DO-IT Scholar: I just flew on a 737 and we had a horrible landing. In a personal wheelchair this would have been very dangerous. However, I know that companies that customize vans for wheelchair users have a huge bolt that hangs on the chair and attaches to the floor of the vehicle. Maybe they could come up with something similar?

I don't like the aisle chair or seats either. I almost fell off the seat several times and it was very uncomfortable.

DO-IT Mentor: Well, this isn't directly related to wheelchair users, but it is related to mobility impairments: my father had Parkinson's disease which, in his case, primarily impacted his ability to walk, turn, get up, and do anything else that involved moving his whole body.

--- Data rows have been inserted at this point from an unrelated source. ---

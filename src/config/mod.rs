pub mod loader;
pub mod types;

pub use loader::ConfigLoader;
pub use types::{EnvSource, ProcessEnv, ProviderConfig, ResolvedConfig};
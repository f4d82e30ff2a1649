use crate::auth::github::{AppClaims, AppCredentials};
use crate::error::{AuthError, CredentialError};
use chrono::{DateTime, Utc};
use jsonwebtoken::{encode, Algorithm, EncodingKey, Header};
use tracing::debug;

/// Signs GitHub App JWTs with the app's RSA private key
pub struct AppJwtSigner {
    app_id: i64,
    encoding_key: EncodingKey,
}

impl AppJwtSigner {
    /// Build a signer from app credentials.
    ///
    /// Accepts PKCS#1 (`RSA PRIVATE KEY`) and PKCS#8 (`PRIVATE KEY`) PEM. The key is
    /// exercised once here so a PEM with valid armor but a broken body is rejected
    /// up front instead of on the first API call.
    pub fn from_credentials(credentials: &AppCredentials) -> Result<Self, CredentialError> {
        let encoding_key = EncodingKey::from_rsa_pem(credentials.private_key_pem())
            .map_err(CredentialError::InvalidPrivateKey)?;

        let signer = Self {
            app_id: credentials.app_id(),
            encoding_key,
        };

        signer
            .encode_at(Utc::now())
            .map_err(CredentialError::InvalidPrivateKey)?;

        debug!("Loaded signing key for GitHub App {}", signer.app_id);
        Ok(signer)
    }

    pub fn app_id(&self) -> i64 {
        self.app_id
    }

    /// Sign a fresh app JWT valid for the next nine minutes
    pub fn sign(&self) -> Result<String, AuthError> {
        self.encode_at(Utc::now())
            .map_err(AuthError::JwtSigningFailed)
    }

    fn encode_at(&self, now: DateTime<Utc>) -> jsonwebtoken::errors::Result<String> {
        let claims = AppClaims::new(self.app_id, now);
        encode(&Header::new(Algorithm::RS256), &claims, &self.encoding_key)
    }
}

As a result, it became increasingly difficult for him to move in and out of a seat on an airplane. Aisle seats were better than others, but not great either. That's just an example of how non-wheelchair users are also impacted by the current system. For him, a seat with more space would have made things easier, and perhaps airlines could accommodate someone with a documented disability without charging extra.

Staff Mentor: There is a program, located at Oregon State University, called the National Center for Accessible Transportation (NCAT), http://cce.oregonstate.edu/transportation-research. If you are interested you can email them at ncat@oregonstate.edu to learn of any current projects. If they are still active this would be a great group to network with.

DO-IT Ambassador: I have been flying commercially for years and I have come across many challenges ranging from the crew considering my power chair to be a bomb; my chair not fitting through the cargo door; and international customs arguments over laws, rules, and regulations. All that said, I do certain things to make my flight easier.

  1. I put a bright sign on the back of my chair with specific, one-step instructions on how to handle my power chair (how to engage/disengage motors, where to lift the chair, etc.).
  2. I insist on having my power chair until I personally board the aircraft.
  3. I insist on speaking personally with the ground crew staff person who is going to be loading my chair onto the aircraft so I can go over exactly how to load my chair. Having a mutual understanding means that that the specific crew member is very likely to take it upon himself/herself to make sure my chair is safe.
  4. Before my chair is taken, I have the ground crew make sure that a gate delivery tag request is attached.
  5. Once on the plane, I speak with the head of the cabin crew to make sure as soon as the plane lands, he/she will contact the ground crew to let them know about my chair and to confirm it will be brought up to the gate of the aircraft so I can leave the jetway.

Be flexible. It is usually not because the crew does not care about power chairs that creates problems. It is usually because of a lack of knowledge. Make sure everyone understands where you are coming from in a respectful manner and they will be respectful to you.